BE SURE YOUR SELECTIONS ARE FRAGRANT AND WILL LAST AS CUT FLOWERS
JAPANESE TREE LILAC, BLOOMS AFTER COMMON LILACS

Monday, 8:30 AM.  48 degrees F at the ferry dock and on the back porch.  The wind is variable and calm, the sky overcast and very foggy.  The humidity is 97%, the barometer steady at 30.04".  Today should clear to partly cloudy, with highs around 50.  Midweek highs will be around 60, with clearing skies.  By Wednesday it will warm up to a high of 70 again, with a chance of rain.  Fog horns are sounding again this morning, but it is quite beautiful with the sun trying to burn through the gloom.
    Lilacs are bursting into bloom everywhere now, in colors from traditional lilac to deep purple and pinks and reds and whites.  My recorded blooming times for the common lilac, Syringa vulgaris,  are: 5/24/15; 5/04/13; 5/15/12; 6/03/11; 6/03/08.  So this year they are about on time.

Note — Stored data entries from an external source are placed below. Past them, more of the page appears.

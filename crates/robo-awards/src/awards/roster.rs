use std::collections::{HashMap, HashSet};

use tracing::debug;

use super::domain::{Team, TeamId, TeamRef};
use super::tables::RankingTable;

/// Teams evaluated for a division: the event roster followed by any team that only
/// appears in the division's qualifier rankings. Skills standings cover the whole event,
/// so a skills-only team counts toward the skills population but is never evaluated here.
#[derive(Debug, Clone, Default)]
pub struct Roster {
    teams: Vec<Team>,
    index: HashMap<TeamId, usize>,
    synthesized: HashSet<TeamId>,
}

impl Roster {
    pub fn assemble(teams: &[Team], qualifiers: &RankingTable) -> Self {
        let mut roster = Self::default();

        for team in teams {
            roster.push(team.clone());
        }

        for team_ref in qualifiers.entries().iter().map(|entry| &entry.team) {
            if roster.index.contains_key(&team_ref.id) {
                continue;
            }
            debug!(
                team_id = %team_ref.id,
                team_number = %team_ref.number,
                "qualifier-ranked team missing from roster"
            );
            roster.synthesized.insert(team_ref.id);
            roster.push(Team::from_ref(team_ref));
        }

        roster
    }

    fn push(&mut self, team: Team) {
        if self.index.contains_key(&team.id) {
            return;
        }
        self.index.insert(team.id, self.teams.len());
        self.teams.push(team);
    }

    pub fn teams(&self) -> &[Team] {
        &self.teams
    }

    pub fn get(&self, team_id: TeamId) -> Option<&Team> {
        self.index.get(&team_id).map(|position| &self.teams[*position])
    }

    /// True when the team was only known through a ranking record.
    pub fn is_synthesized(&self, team_id: TeamId) -> bool {
        self.synthesized.contains(&team_id)
    }

    pub fn grade_of<'a>(&'a self, team: &'a TeamRef) -> &'a str {
        match self.get(team.id) {
            Some(known) => &known.grade,
            None => team.grade.as_deref().unwrap_or(""),
        }
    }
}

   One would think some yellows would have been bred into lilacs along the way, but that color is evidently not in the Syringia gene pool.   The genus Syringa  is in the olive family.  It is native to eastern Europe, the Caucasus and Afghanistan.  Selections between vulgaris and other lilac species have been much hybridized over the centuries, the most famous being the French hybrids.  There are at least another ten species of lilacs from all over the temperate regions of the Northern Hemisphere, and there are too many selections and hybrids to mention.  The only true tree species is S Japonica, which we have been planting in Bayfield as an ornamental street tree, and I am quite pleased with.  It is hardy, relatively trouble free, and is spectacular in bloom (after the other species and varieties of lilacs) with its large panicles of creamy white flowers. There are no indigenous North American lilac species, although there are escaped populations established here and there.  A lilac bush by the kitchen door was a small luxury not to be denied even the lowliest American pioneer family.
    Lilacs are best planted as background shrubs, as they can beome huge (except for a few dwarf varieties) and rather rank in growth habit.  They all need to be properly pruned to bloom well, and even occasionally rejuvenated, but they are very long lived.  Be sure you want them where you plant them, for that is where they will stay unless you rent a bulldozer.
    When choosing a lilac to plant, do some research to be sure the blossoms are fragrant and will keep well when cut and put in a vase…I see no point in planting those that aren't and don't.